Eduardo Galeano, em seu livro 'Futebol ao sol e à sombra', tem uma teoria que permanece igual. O futebol tem a capacidade de colocar 70 mil intelectuais em um estádio e fazer com que eles sejam 70 mil animais por 90 minutos. Só o futebol pode fazer isso. E se você não conhece um caso que prove isso, eu conheço mil.

Tem caso em que há exploração da imprensa para dar um pouquinho de Ibope e não tem nada a ver. E há outros casos mais sérios. E esses casos reais de discriminação, os mais fortes, às vezes nem se vê na mídia. Esses não interessam. Há 20 anos, quando você tomava cotovelada, a televisão não via. E hoje, Sérgio Ramos faz um gesto e tem mil câmeras. Sempre se xingou na vida, mas hoje são mil câmeras. E nisso, obviamente, entram outras discussões sociais." 

Como vive um ídolo

  • Cinema

    "Um Ato de Coragem", estrelado por Denzel Washington, foi lançado em 2002 e mostra um pai invadindo um hospital para conseguir à força um tratamento para o filho pequeno. Lugano viu o filme quando Nicolas, seu primeiro filho, havia acabado de nascer e se comoveu com a história.

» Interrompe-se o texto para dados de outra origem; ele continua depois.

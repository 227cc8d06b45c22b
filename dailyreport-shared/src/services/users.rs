/// Accounts: registration, login, self-service and administration
///
/// Passwords are hashed with Argon2id and never leave this module; every
/// response carries a [`UserProfile`]. Login failures are reported with a
/// single message so callers cannot probe which emails exist.

use serde::{Deserialize, Serialize};
use std::sync::Arc;
use tracing::{info, warn};
use uuid::Uuid;

use super::{ensure_valid, ServiceError, ServiceResult};
use crate::auth::authorization::require_admin;
use crate::auth::jwt::issue_token;
use crate::auth::middleware::AuthContext;
use crate::auth::password::{hash_password, validate_password_strength, verify_password};
use crate::models::user::{
    normalize_email, AdminUpdateUser, ChangePassword, CreateUser, LoginUser, RegisterUser, Role,
    UpdateProfile, UpdateUser, User, UserProfile,
};
use crate::query::builder::{build_user_query, UserListParams};
use crate::query::pagination::Page;
use crate::store::Store;
use crate::validation::FieldError;

const INVALID_CREDENTIALS: &str = "Invalid credentials";

/// Token signing parameters
#[derive(Debug, Clone)]
pub struct TokenSettings {
    pub secret: String,
    pub expiration_hours: i64,
}

/// Result of a successful register or login
#[derive(Debug, Clone, Serialize, Deserialize)]
pub struct AuthSession {
    pub token: String,
    pub user: UserProfile,
}

/// Account operations
#[derive(Clone)]
pub struct UserService {
    store: Arc<dyn Store>,
    tokens: Arc<TokenSettings>,
}

impl UserService {
    pub fn new(store: Arc<dyn Store>, tokens: TokenSettings) -> Self {
        Self {
            store,
            tokens: Arc::new(tokens),
        }
    }

    /// Creates a regular account and signs the caller in
    pub async fn register(&self, mut payload: RegisterUser) -> ServiceResult<AuthSession> {
        let mut errors = payload.check();
        if let Err(message) = validate_password_strength(&payload.password) {
            errors.push(FieldError::new("password", message));
        }
        ensure_valid(errors)?;

        if self.store.find_user_by_email(&payload.email).await?.is_some() {
            return Err(email_taken());
        }

        let user = self
            .store
            .insert_user(CreateUser {
                name: payload.name,
                email: payload.email,
                password_hash: hash_password(&payload.password)?,
                role: Role::User,
            })
            .await?;

        info!(user_id = %user.id, "User registered");
        self.session(user)
    }

    /// Verifies credentials and issues a token
    pub async fn login(&self, mut payload: LoginUser) -> ServiceResult<AuthSession> {
        ensure_valid(payload.check())?;

        let user = match self.store.find_user_by_email(&payload.email).await? {
            Some(user) if user.is_active => user,
            Some(user) => {
                warn!(user_id = %user.id, "Login attempt on deactivated account");
                return Err(invalid_credentials());
            }
            None => return Err(invalid_credentials()),
        };

        if !verify_password(&payload.password, &user.password_hash)? {
            warn!(user_id = %user.id, "Login failed: wrong password");
            return Err(invalid_credentials());
        }

        info!(user_id = %user.id, "User logged in");
        self.session(user)
    }

    /// The caller's own profile
    pub async fn current(&self, auth: &AuthContext) -> ServiceResult<UserProfile> {
        Ok(self.load(auth.user_id).await?.into())
    }

    /// Updates the caller's name or email
    pub async fn update_profile(
        &self,
        auth: &AuthContext,
        mut payload: UpdateProfile,
    ) -> ServiceResult<UserProfile> {
        ensure_valid(payload.check())?;

        if let Some(email) = &payload.email {
            self.ensure_email_free(email, auth.user_id).await?;
        }

        self.write(
            auth.user_id,
            UpdateUser {
                name: payload.name,
                email: payload.email,
                ..Default::default()
            },
        )
        .await
    }

    /// Replaces the caller's password after checking the current one
    pub async fn change_password(
        &self,
        auth: &AuthContext,
        mut payload: ChangePassword,
    ) -> ServiceResult<()> {
        let mut errors = payload.check();
        if !payload.new_password.trim().is_empty() {
            if let Err(message) = validate_password_strength(&payload.new_password) {
                errors.push(FieldError::new("new_password", message));
            }
        }
        ensure_valid(errors)?;

        let user = self.load(auth.user_id).await?;
        if !verify_password(&payload.current_password, &user.password_hash)? {
            return Err(ServiceError::validation(
                "current_password",
                "Current password is incorrect",
            ));
        }

        self.write(
            user.id,
            UpdateUser {
                password_hash: Some(hash_password(&payload.new_password)?),
                ..Default::default()
            },
        )
        .await?;

        info!(user_id = %user.id, "Password changed");
        Ok(())
    }

    /// Lists accounts; admin only
    pub async fn list(
        &self,
        auth: &AuthContext,
        params: &UserListParams,
    ) -> ServiceResult<Page<UserProfile>> {
        require_admin(auth)?;

        let spec = build_user_query(params)?;
        let users = self.store.list_users(&spec).await?;
        let total = self.store.count_users(&spec.filter).await?;

        Ok(Page::new(users, total, spec.page, spec.limit).map(UserProfile::from))
    }

    /// Reads one account; admin only
    pub async fn get(&self, auth: &AuthContext, id: Uuid) -> ServiceResult<UserProfile> {
        require_admin(auth)?;
        Ok(self.load(id).await?.into())
    }

    /// Updates another account; admin only
    pub async fn update(
        &self,
        auth: &AuthContext,
        id: Uuid,
        mut payload: AdminUpdateUser,
    ) -> ServiceResult<UserProfile> {
        require_admin(auth)?;
        ensure_valid(payload.check())?;

        self.load(id).await?;
        if let Some(email) = &payload.email {
            self.ensure_email_free(email, id).await?;
        }

        let profile = self
            .write(
                id,
                UpdateUser {
                    name: payload.name,
                    email: payload.email,
                    role: payload.role,
                    is_active: payload.is_active,
                    ..Default::default()
                },
            )
            .await?;

        info!(user_id = %id, admin_id = %auth.user_id, "User updated by admin");
        Ok(profile)
    }

    /// Removes an account; admin only
    ///
    /// Tasks, reports and comments that reference the account stay, and their
    /// projections of it render as `null`.
    pub async fn delete(&self, auth: &AuthContext, id: Uuid) -> ServiceResult<()> {
        require_admin(auth)?;

        if id == auth.user_id {
            return Err(ServiceError::validation(
                "id",
                "Cannot delete your own account",
            ));
        }

        if !self.store.delete_user(id).await? {
            return Err(not_found());
        }

        info!(user_id = %id, admin_id = %auth.user_id, "User deleted");
        Ok(())
    }

    /// Grants the admin role to the account with `email`
    ///
    /// Returns `None` when no such account exists.
    pub async fn promote_to_admin(&self, email: &str) -> ServiceResult<Option<UserProfile>> {
        let email = normalize_email(email);
        let Some(user) = self.store.find_user_by_email(&email).await? else {
            return Ok(None);
        };

        let profile = self
            .write(
                user.id,
                UpdateUser {
                    role: Some(Role::Admin),
                    ..Default::default()
                },
            )
            .await?;

        info!(user_id = %profile.id, "User promoted to admin");
        Ok(Some(profile))
    }

    async fn load(&self, id: Uuid) -> ServiceResult<User> {
        self.store.find_user(id).await?.ok_or_else(not_found)
    }

    async fn write(&self, id: Uuid, data: UpdateUser) -> ServiceResult<UserProfile> {
        if data.is_empty() {
            return Ok(self.load(id).await?.into());
        }

        Ok(self
            .store
            .update_user(id, data)
            .await?
            .ok_or_else(not_found)?
            .into())
    }

    async fn ensure_email_free(&self, email: &str, owner: Uuid) -> ServiceResult<()> {
        match self.store.find_user_by_email(email).await? {
            Some(other) if other.id != owner => Err(email_taken()),
            _ => Ok(()),
        }
    }

    fn session(&self, user: User) -> ServiceResult<AuthSession> {
        let token = issue_token(
            user.id,
            user.role,
            self.tokens.expiration_hours,
            &self.tokens.secret,
        )?;

        Ok(AuthSession {
            token,
            user: user.into(),
        })
    }
}

fn invalid_credentials() -> ServiceError {
    ServiceError::Unauthenticated(INVALID_CREDENTIALS.to_string())
}

fn email_taken() -> ServiceError {
    ServiceError::Conflict("Email already exists".to_string())
}

fn not_found() -> ServiceError {
    ServiceError::NotFound("User not found".to_string())
}
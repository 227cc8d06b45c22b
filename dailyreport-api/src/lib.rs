//! # Daily Report API Server Library
//!
//! HTTP surface of the daily report service: configuration, error mapping,
//! router, middleware and route handlers. The business rules live in
//! `dailyreport-shared`.
//!
//! ## Modules
//!
//! - `app`: Application state and router builder
//! - `config`: Configuration management
//! - `error`: Error handling and HTTP response mapping
//! - `extract`: Extractors that reject with `ApiError`
//! - `middleware`: Security headers and rate limiting
//! - `routes`: API route handlers

pub mod app;
pub mod config;
pub mod error;
pub mod extract;
pub mod middleware;
pub mod routes;
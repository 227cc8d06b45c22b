/// Persistence collaborator
///
/// The engines never talk to the database directly. They receive an
/// `Arc<dyn Store>` and use the operations below, which is everything the
/// report, task and user workflows need:
///
/// - filtered find with sort/skip/limit and count-matching-filter
/// - find by id, insert, update by id, delete by id
/// - conditional set-once writes for `completed_date` and `approved_at`
/// - atomic comment append
/// - group counts by a field
/// - display projections for reference fields
///
/// # Backends
///
/// - [`postgres::PgStore`]: renders the predicate tree to SQL
/// - [`memory::MemoryStore`]: evaluates the predicate tree in process; used by
///   the test suites
///
/// # Example
///
/// ```
/// use std::sync::Arc;
/// use dailyreport_shared::store::{memory::MemoryStore, Store};
///
/// # async fn example() -> Result<(), Box<dyn std::error::Error>> {
/// let store: Arc<dyn Store> = Arc::new(MemoryStore::new());
/// store.ping().await?;
/// # Ok(())
/// # }
/// ```

use async_trait::async_trait;
use uuid::Uuid;

use crate::models::comment::{Comment, CommentParent, CreateComment};
use crate::models::report::{CreateReport, Report, UpdateReport};
use crate::models::task::{CreateTask, Task, TaskPriority, TaskStatus, TaskSummary, UpdateTask};
use crate::models::user::{CreateUser, UpdateUser, User, UserSummary};
use crate::query::filter::Filter;
use crate::query::QuerySpec;

pub mod memory;
pub mod postgres;

/// Unique constraint on `users.email`
pub const USERS_EMAIL_KEY: &str = "users_email_key";

/// Error type for store operations
#[derive(Debug, thiserror::Error)]
pub enum StoreError {
    /// A uniqueness constraint rejected the write
    #[error("{0}")]
    Conflict(String),

    /// The write referenced a record that does not exist
    #[error("{0}")]
    InvalidReference(String),

    /// Any other database failure
    #[error("Database error: {0}")]
    Database(sqlx::Error),
}

impl From<sqlx::Error> for StoreError {
    fn from(e: sqlx::Error) -> Self {
        if let sqlx::Error::Database(db) = &e {
            if db.constraint() == Some(USERS_EMAIL_KEY) {
                return StoreError::Conflict("Email already in use".to_string());
            }
            if db.is_foreign_key_violation() {
                return StoreError::InvalidReference(
                    db.constraint()
                        .map(|c| format!("Referenced record not found ({})", c))
                        .unwrap_or_else(|| "Referenced record not found".to_string()),
                );
            }
        }
        StoreError::Database(e)
    }
}

/// Persistence operations used by the engines
#[async_trait]
pub trait Store: Send + Sync {
    /// Inserts a user; a taken email is a [`StoreError::Conflict`]
    async fn insert_user(&self, data: CreateUser) -> Result<User, StoreError>;

    async fn find_user(&self, id: Uuid) -> Result<Option<User>, StoreError>;

    /// Case-insensitive email lookup
    async fn find_user_by_email(&self, email: &str) -> Result<Option<User>, StoreError>;

    async fn list_users(&self, spec: &QuerySpec) -> Result<Vec<User>, StoreError>;

    async fn count_users(&self, filter: &Filter) -> Result<i64, StoreError>;

    /// Writes the `Some` fields; `None` when the user does not exist
    async fn update_user(&self, id: Uuid, data: UpdateUser) -> Result<Option<User>, StoreError>;

    /// Removes the user row only; tasks, reports and comments that reference
    /// the user stay and resolve its projection to `None`
    async fn delete_user(&self, id: Uuid) -> Result<bool, StoreError>;

    async fn user_summaries(&self, ids: &[Uuid]) -> Result<Vec<UserSummary>, StoreError>;

    /// Inserts a task, stamping `completed_date` when created completed
    async fn insert_task(&self, data: CreateTask) -> Result<Task, StoreError>;

    /// Finds a task whether active or not
    async fn find_task(&self, id: Uuid) -> Result<Option<Task>, StoreError>;

    async fn list_tasks(&self, spec: &QuerySpec) -> Result<Vec<Task>, StoreError>;

    async fn count_tasks(&self, filter: &Filter) -> Result<i64, StoreError>;

    /// Group count by status; statuses without tasks may be absent
    async fn count_tasks_by_status(
        &self,
        filter: &Filter,
    ) -> Result<Vec<(TaskStatus, i64)>, StoreError>;

    /// Group count by priority; priorities without tasks may be absent
    async fn count_tasks_by_priority(
        &self,
        filter: &Filter,
    ) -> Result<Vec<(TaskPriority, i64)>, StoreError>;

    /// Writes the `Some` fields in one conditional statement
    ///
    /// `completed_date` is set to now only when it is unset and the written
    /// status is `completed`.
    async fn update_task(&self, id: Uuid, data: UpdateTask) -> Result<Option<Task>, StoreError>;

    /// Clears `is_active`; `false` when the task does not exist
    async fn soft_delete_task(&self, id: Uuid) -> Result<bool, StoreError>;

    async fn task_summaries(&self, ids: &[Uuid]) -> Result<Vec<TaskSummary>, StoreError>;

    /// Inserts a report, stamping `approved_at` when created approved
    async fn insert_report(&self, data: CreateReport) -> Result<Report, StoreError>;

    async fn find_report(&self, id: Uuid) -> Result<Option<Report>, StoreError>;

    async fn list_reports(&self, spec: &QuerySpec) -> Result<Vec<Report>, StoreError>;

    async fn count_reports(&self, filter: &Filter) -> Result<i64, StoreError>;

    /// Writes the `Some` fields in one conditional statement
    ///
    /// Unless `approved_at` is given explicitly, it is set to now only when it
    /// is unset and the written status is `approved`.
    async fn update_report(
        &self,
        id: Uuid,
        data: UpdateReport,
    ) -> Result<Option<Report>, StoreError>;

    /// Removes a report and its comments
    async fn delete_report(&self, id: Uuid) -> Result<bool, StoreError>;

    /// Appends a comment without rewriting its parent
    async fn append_comment(&self, data: CreateComment) -> Result<Comment, StoreError>;

    /// Comments of one parent, oldest first
    async fn list_comments(
        &self,
        parent_kind: CommentParent,
        parent_id: Uuid,
    ) -> Result<Vec<Comment>, StoreError>;

    /// Verifies the backend is reachable
    async fn ping(&self) -> Result<(), StoreError>;
}

#[cfg(test)]
mod tests {
    use super::*;

    #[test]
    fn test_non_database_errors_pass_through() {
        let err = StoreError::from(sqlx::Error::RowNotFound);
        assert!(matches!(err, StoreError::Database(_)));
    }

    #[test]
    fn test_conflict_message() {
        let err = StoreError::Conflict("Email already in use".to_string());
        assert_eq!(err.to_string(), "Email already in use");
    }
}
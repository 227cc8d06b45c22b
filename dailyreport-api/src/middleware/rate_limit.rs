/// Rate limiting middleware for the authentication routes
///
/// Token bucket per client address, held in process. Each client starts
/// with a full bucket of `max_requests` tokens that refills evenly over
/// `window`; every request consumes one token.
///
/// # Client key
///
/// The peer address from `ConnectInfo` when the server provides it, else the
/// first `X-Forwarded-For` entry, else a shared `unknown` bucket.
///
/// # Headers
///
/// - `X-RateLimit-Limit`: Requests allowed per window
/// - `X-RateLimit-Remaining`: Whole tokens left
/// - `Retry-After`: Seconds to wait (429 responses only)
///
/// # Example
///
/// ```no_run
/// use std::time::Duration;
/// use dailyreport_api::middleware::rate_limit::RateLimiter;
///
/// let limiter = RateLimiter::new(20, Duration::from_secs(120));
/// ```

use crate::app::AppState;
use crate::error::ApiError;
use axum::{
    extract::{ConnectInfo, Request, State},
    http::{HeaderMap, HeaderValue},
    middleware::Next,
    response::Response,
};
use std::collections::HashMap;
use std::net::SocketAddr;
use std::time::{Duration, Instant};
use tokio::sync::Mutex;

/// Buckets idle this long past a full refill are dropped on the next sweep
const IDLE_SWEEP_FACTOR: u32 = 2;

/// Token bucket state for one client
#[derive(Debug, Clone)]
struct TokenBucket {
    /// Current number of tokens
    tokens: f64,

    /// Last refill time
    last_refill: Instant,
}

impl TokenBucket {
    /// Creates a new full bucket
    fn new(capacity: u32, now: Instant) -> Self {
        TokenBucket {
            tokens: capacity as f64,
            last_refill: now,
        }
    }

    /// Refills tokens based on elapsed time
    fn refill(&mut self, rate: f64, capacity: u32, now: Instant) {
        let elapsed_secs = now.saturating_duration_since(self.last_refill).as_secs_f64();

        self.tokens = (self.tokens + elapsed_secs * rate).min(capacity as f64);
        self.last_refill = now;
    }

    /// Attempts to consume N tokens
    fn try_consume(&mut self, count: f64) -> bool {
        if self.tokens >= count {
            self.tokens -= count;
            true
        } else {
            false
        }
    }

    /// Calculates seconds until N tokens available
    fn seconds_until_available(&self, count: f64, rate: f64) -> u64 {
        let deficit = count - self.tokens;
        if deficit <= 0.0 {
            0
        } else {
            (deficit / rate).ceil() as u64
        }
    }
}

/// Result of rate limit check
#[derive(Debug, Clone, Copy, PartialEq, Eq)]
pub struct RateLimitResult {
    /// Whether request is allowed
    pub ok: bool,

    /// Tokens remaining
    pub remaining: u32,

    /// Seconds until a token is available (0 when allowed)
    pub retry_after: u64,
}

/// In-process token bucket limiter keyed by client
#[derive(Debug)]
pub struct RateLimiter {
    capacity: u32,
    window: Duration,
    buckets: Mutex<HashMap<String, TokenBucket>>,
}

impl RateLimiter {
    pub fn new(max_requests: u32, window: Duration) -> Self {
        Self {
            capacity: max_requests.max(1),
            window,
            buckets: Mutex::new(HashMap::new()),
        }
    }

    /// Requests allowed per window
    pub fn limit(&self) -> u32 {
        self.capacity
    }

    fn refill_rate(&self) -> f64 {
        self.capacity as f64 / self.window.as_secs_f64().max(f64::EPSILON)
    }

    /// Consumes one token for `key`
    pub async fn check(&self, key: &str) -> RateLimitResult {
        self.check_at(key, Instant::now()).await
    }

    async fn check_at(&self, key: &str, now: Instant) -> RateLimitResult {
        let rate = self.refill_rate();
        let mut buckets = self.buckets.lock().await;

        let idle = self.window * IDLE_SWEEP_FACTOR;
        buckets.retain(|_, b| now.saturating_duration_since(b.last_refill) < idle);

        let bucket = buckets
            .entry(key.to_string())
            .or_insert_with(|| TokenBucket::new(self.capacity, now));
        bucket.refill(rate, self.capacity, now);

        if bucket.try_consume(1.0) {
            RateLimitResult {
                ok: true,
                remaining: bucket.tokens.floor() as u32,
                retry_after: 0,
            }
        } else {
            RateLimitResult {
                ok: false,
                remaining: 0,
                retry_after: bucket.seconds_until_available(1.0, rate).max(1),
            }
        }
    }
}

/// Identifies the client a request counts against
pub fn client_key(connect_info: Option<SocketAddr>, headers: &HeaderMap) -> String {
    if let Some(addr) = connect_info {
        return addr.ip().to_string();
    }

    headers
        .get("X-Forwarded-For")
        .and_then(|v| v.to_str().ok())
        .and_then(|v| v.split(',').next())
        .map(str::trim)
        .filter(|v| !v.is_empty())
        .map(str::to_string)
        .unwrap_or_else(|| "unknown".to_string())
}

/// Rate limiting middleware layer
///
/// # Errors
///
/// - 429 Too Many Requests: bucket empty for this client
pub async fn rate_limit_layer(
    State(state): State<AppState>,
    request: Request,
    next: Next,
) -> Result<Response, ApiError> {
    let connect_info = request
        .extensions()
        .get::<ConnectInfo<SocketAddr>>()
        .map(|ConnectInfo(addr)| *addr);
    let key = client_key(connect_info, request.headers());

    let limiter = &state.auth_limiter;
    let result = limiter.check(&key).await;

    if !result.ok {
        tracing::warn!(client = %key, retry_after = result.retry_after, "Auth rate limit exceeded");
        return Err(ApiError::RateLimitExceeded {
            retry_after: result.retry_after,
            message: "Too many authentication attempts, please try again later".to_string(),
        });
    }

    let mut response = next.run(request).await;

    let headers = response.headers_mut();
    headers.insert("X-RateLimit-Limit", HeaderValue::from(limiter.limit()));
    headers.insert("X-RateLimit-Remaining", HeaderValue::from(result.remaining));

    Ok(response)
}
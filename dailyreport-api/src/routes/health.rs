/// Health check endpoint
///
/// Reports whether the server is up and whether the store answers.
///
/// # Endpoint
///
/// ```text
/// GET /health
/// ```
///
/// # Response
///
/// ```json
/// {
///   "status": "healthy",
///   "version": "0.1.0",
///   "database": "connected"
/// }
/// ```

use crate::app::AppState;
use axum::{extract::State, Json};
use serde::{Deserialize, Serialize};

/// Health check response
#[derive(Debug, Serialize, Deserialize)]
pub struct HealthResponse {
    /// `healthy`, or `degraded` when the store is unreachable
    pub status: String,

    /// Application version
    pub version: String,

    /// `connected` or `disconnected`
    pub database: String,
}

/// Health check handler
///
/// Always answers 200. An unreachable store shows up as `degraded` in the
/// body.
pub async fn health_check(State(state): State<AppState>) -> Json<HealthResponse> {
    let connected = match state.store.ping().await {
        Ok(()) => true,
        Err(e) => {
            tracing::warn!(error = %e, "Health check could not reach the store");
            false
        }
    };

    Json(HealthResponse {
        status: if connected { "healthy" } else { "degraded" }.to_string(),
        version: env!("CARGO_PKG_VERSION").to_string(),
        database: if connected { "connected" } else { "disconnected" }.to_string(),
    })
}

    Imagem: Mike Nelson/AFP
  • Gastronomia

    Lugano diz não ter nenhum apego à culinária uruguaia, resumida a carne, batatas ou massas. O ex-zagueiro gostava mesmo é de conhecer a gastronomia de cada país que conhecia na carreira. E foi assim que se encantou pelos pratos da Turquia. "Gosto dos aromas, dos sabores e dos temperos".

    Imagem: Divulgação
  • Literatura

    O premiado uruguaio Eduardo Galeano está entre os autores favoritos. "Gosto de tudo relacionado à história. História das nações, do futebol, de grandes pensadores, religiões, meu país. Estou lendo dois: um sobre a criação da ONU, bastante interessante. E um sobre as origens uruguaias, mistura de raças.

    Imagem: Pablo Porciuncula/AFP Photo
  • Música

    "Sou mais da música folclórica uruguaia porque lembra minha terra, meu pai, meu avô, ao campo onde vivia. E gosto de rock, mas de rock uruguaio. Tem boas opções uruguaias para se ouvir". Lugano elenca as bandas Cuarteto de Nos e La Vela Puerca entre as melhores do estilo musical no Uruguai.